__WHAT THIS TASK INVOLVES__:
In the entries below, find each line bearing the string "contract" and copy it.

__RECORDS PROVIDED__:
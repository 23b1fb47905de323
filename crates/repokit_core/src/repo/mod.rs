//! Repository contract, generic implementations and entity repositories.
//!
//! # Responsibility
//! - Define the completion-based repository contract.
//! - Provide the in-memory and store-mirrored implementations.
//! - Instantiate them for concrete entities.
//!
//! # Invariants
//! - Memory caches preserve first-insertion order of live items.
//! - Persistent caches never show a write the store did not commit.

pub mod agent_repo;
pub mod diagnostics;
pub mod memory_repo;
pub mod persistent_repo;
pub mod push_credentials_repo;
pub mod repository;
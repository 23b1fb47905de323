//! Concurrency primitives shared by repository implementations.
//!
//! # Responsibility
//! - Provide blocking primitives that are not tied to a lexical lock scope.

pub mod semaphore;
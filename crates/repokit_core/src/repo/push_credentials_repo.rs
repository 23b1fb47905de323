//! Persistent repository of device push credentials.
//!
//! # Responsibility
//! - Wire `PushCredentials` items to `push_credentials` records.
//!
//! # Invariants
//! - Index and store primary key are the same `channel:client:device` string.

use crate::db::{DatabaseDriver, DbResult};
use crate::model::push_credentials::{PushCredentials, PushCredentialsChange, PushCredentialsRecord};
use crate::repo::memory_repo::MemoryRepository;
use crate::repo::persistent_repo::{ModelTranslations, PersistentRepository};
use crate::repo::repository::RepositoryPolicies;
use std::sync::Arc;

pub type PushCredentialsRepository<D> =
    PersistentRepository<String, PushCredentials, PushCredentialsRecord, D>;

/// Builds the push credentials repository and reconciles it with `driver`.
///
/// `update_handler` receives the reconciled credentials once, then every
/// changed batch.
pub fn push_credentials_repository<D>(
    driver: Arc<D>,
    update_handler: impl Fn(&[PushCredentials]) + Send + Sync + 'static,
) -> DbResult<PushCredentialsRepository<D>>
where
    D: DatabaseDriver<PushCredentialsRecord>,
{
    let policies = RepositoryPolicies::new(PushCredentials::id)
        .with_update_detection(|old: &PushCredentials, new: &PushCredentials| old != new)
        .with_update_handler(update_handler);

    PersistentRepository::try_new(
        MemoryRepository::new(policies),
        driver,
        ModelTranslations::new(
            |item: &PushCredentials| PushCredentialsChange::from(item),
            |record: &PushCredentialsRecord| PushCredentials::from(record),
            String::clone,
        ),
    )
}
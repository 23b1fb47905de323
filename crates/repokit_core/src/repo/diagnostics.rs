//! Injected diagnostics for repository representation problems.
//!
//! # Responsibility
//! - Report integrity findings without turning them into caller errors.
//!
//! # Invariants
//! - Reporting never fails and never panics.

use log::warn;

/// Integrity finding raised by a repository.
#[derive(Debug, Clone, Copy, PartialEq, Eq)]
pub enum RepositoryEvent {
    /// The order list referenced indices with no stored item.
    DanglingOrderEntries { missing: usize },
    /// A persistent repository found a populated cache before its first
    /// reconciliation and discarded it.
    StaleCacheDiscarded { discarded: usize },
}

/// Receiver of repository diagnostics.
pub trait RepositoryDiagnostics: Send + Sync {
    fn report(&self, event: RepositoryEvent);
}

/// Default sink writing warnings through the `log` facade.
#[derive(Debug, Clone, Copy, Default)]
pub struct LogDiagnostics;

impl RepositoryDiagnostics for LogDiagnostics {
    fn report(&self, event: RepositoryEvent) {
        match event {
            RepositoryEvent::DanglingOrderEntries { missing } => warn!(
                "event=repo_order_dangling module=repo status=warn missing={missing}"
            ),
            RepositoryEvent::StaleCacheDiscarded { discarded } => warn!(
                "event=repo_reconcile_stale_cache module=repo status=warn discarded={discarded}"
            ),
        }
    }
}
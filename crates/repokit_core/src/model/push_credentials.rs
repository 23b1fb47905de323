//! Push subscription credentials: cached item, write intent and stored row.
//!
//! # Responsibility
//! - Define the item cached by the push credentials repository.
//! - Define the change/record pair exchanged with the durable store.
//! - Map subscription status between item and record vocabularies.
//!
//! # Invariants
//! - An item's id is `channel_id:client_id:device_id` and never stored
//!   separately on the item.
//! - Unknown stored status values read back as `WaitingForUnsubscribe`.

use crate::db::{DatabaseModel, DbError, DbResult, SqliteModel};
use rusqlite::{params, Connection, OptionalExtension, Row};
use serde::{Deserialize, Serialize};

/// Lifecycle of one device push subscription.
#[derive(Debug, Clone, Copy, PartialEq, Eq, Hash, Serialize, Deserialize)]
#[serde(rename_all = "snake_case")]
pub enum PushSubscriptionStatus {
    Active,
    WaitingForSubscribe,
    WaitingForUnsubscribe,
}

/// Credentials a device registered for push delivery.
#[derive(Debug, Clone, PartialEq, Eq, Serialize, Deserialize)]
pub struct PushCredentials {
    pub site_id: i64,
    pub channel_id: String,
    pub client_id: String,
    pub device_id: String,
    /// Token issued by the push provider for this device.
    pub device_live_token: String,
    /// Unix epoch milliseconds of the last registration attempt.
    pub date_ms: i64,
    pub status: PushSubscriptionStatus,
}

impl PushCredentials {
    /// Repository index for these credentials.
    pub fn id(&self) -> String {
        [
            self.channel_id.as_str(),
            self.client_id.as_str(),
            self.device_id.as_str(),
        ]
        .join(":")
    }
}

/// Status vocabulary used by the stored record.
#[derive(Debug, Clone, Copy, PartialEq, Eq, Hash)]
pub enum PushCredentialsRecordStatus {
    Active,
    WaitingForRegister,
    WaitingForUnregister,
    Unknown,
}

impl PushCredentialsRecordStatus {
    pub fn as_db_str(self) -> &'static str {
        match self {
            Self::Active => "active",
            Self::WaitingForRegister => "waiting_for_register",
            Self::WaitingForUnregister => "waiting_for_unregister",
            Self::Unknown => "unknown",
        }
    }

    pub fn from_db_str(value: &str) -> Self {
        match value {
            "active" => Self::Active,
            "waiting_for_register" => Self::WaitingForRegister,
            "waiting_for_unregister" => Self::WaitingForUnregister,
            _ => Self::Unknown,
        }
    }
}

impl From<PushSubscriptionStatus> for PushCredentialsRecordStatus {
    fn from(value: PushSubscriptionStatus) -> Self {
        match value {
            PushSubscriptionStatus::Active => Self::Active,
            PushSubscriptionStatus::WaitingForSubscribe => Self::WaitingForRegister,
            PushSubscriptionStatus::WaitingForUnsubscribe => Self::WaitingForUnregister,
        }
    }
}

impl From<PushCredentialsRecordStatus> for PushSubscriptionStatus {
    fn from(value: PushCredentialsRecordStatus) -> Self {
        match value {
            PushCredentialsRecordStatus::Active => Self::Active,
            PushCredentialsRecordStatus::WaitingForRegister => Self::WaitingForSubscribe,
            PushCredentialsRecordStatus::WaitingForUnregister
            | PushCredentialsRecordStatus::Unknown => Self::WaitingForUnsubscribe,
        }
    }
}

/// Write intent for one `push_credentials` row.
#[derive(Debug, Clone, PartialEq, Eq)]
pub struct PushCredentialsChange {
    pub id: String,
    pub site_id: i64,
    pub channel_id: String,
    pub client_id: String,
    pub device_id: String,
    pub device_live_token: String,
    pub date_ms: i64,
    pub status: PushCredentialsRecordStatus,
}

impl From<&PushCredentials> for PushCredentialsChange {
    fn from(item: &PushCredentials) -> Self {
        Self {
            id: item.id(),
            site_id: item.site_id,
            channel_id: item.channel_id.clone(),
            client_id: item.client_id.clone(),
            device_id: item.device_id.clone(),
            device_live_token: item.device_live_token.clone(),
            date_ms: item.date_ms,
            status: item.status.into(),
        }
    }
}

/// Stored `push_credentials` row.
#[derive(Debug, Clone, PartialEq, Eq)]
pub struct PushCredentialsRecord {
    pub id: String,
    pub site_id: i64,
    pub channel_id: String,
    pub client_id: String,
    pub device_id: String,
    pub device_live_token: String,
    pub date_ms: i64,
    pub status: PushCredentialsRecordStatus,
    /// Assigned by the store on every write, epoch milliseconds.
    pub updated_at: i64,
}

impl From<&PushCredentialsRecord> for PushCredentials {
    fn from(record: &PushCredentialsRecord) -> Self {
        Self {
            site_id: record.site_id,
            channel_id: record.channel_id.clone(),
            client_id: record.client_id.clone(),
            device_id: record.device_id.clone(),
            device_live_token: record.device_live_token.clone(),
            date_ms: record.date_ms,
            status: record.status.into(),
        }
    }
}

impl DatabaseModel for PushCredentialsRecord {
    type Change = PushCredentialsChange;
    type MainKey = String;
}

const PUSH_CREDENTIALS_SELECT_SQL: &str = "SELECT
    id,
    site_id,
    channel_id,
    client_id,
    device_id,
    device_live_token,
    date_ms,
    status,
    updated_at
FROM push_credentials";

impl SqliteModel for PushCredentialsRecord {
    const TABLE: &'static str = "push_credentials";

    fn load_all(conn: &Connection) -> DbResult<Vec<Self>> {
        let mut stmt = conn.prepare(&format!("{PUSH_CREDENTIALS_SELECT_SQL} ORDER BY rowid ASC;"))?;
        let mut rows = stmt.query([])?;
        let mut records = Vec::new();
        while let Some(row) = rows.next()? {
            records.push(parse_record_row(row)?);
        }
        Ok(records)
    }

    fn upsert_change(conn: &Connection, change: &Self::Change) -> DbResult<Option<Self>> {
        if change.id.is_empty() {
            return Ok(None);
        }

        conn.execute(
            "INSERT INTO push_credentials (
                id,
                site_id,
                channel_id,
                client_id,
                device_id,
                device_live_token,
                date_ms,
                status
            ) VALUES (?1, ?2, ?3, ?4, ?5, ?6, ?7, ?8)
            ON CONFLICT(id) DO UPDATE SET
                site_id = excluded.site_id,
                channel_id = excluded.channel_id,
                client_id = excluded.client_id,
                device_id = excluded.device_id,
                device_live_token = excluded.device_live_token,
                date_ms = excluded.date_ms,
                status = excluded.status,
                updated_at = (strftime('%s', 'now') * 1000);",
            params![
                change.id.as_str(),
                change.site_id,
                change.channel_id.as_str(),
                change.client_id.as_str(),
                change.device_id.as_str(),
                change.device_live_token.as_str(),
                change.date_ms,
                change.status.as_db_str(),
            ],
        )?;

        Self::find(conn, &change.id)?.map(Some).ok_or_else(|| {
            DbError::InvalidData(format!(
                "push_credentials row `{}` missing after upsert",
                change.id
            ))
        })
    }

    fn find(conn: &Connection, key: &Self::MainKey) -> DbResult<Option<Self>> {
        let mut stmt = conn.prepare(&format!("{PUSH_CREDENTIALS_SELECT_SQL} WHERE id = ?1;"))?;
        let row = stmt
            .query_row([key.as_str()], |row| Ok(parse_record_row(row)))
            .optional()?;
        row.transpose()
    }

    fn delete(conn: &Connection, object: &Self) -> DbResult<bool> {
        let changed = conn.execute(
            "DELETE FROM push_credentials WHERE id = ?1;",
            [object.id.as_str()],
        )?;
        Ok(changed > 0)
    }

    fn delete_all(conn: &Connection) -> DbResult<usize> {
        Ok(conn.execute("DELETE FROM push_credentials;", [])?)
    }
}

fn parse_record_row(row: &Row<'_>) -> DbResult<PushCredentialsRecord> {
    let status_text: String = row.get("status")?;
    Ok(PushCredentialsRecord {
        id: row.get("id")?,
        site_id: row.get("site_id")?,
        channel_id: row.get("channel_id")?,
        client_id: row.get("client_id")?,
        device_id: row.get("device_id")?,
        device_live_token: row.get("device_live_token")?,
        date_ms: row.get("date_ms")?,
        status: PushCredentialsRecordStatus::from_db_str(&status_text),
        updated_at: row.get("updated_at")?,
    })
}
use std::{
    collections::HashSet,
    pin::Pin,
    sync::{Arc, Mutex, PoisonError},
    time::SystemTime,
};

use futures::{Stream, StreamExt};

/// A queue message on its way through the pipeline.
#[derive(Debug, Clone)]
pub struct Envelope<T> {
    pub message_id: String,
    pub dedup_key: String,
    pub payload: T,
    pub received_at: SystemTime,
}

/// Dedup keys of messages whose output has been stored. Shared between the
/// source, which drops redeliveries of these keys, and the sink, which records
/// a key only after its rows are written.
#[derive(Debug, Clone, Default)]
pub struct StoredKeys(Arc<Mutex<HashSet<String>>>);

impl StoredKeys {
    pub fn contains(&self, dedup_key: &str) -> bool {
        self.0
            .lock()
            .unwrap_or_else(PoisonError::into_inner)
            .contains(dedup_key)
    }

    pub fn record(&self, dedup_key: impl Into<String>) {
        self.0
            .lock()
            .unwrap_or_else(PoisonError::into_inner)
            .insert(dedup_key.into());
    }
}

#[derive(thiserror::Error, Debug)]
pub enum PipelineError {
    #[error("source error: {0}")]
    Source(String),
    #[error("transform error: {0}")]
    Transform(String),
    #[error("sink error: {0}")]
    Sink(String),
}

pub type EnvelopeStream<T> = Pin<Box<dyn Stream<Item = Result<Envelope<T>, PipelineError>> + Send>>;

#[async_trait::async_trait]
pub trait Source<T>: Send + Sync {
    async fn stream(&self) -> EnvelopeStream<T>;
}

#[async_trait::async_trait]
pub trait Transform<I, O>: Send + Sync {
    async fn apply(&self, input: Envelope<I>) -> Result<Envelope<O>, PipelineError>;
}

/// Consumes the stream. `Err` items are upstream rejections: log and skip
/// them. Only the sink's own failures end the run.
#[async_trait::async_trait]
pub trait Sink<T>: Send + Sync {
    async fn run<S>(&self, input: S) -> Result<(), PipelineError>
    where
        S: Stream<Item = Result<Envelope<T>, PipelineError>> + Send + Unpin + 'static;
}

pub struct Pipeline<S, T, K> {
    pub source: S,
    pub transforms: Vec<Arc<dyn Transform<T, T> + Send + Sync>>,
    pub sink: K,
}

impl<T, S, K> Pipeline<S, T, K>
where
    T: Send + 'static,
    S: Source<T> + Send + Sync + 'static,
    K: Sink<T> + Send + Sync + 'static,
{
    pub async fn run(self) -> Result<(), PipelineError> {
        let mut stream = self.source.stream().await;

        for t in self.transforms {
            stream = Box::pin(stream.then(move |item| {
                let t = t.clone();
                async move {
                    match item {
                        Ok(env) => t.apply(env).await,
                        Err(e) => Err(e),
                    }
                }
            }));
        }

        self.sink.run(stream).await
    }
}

__SOLUTION TO THE PROBLEM__:
//! Repository contract, generic implementations and entity repositories.
//! - Define the completion-based repository contract.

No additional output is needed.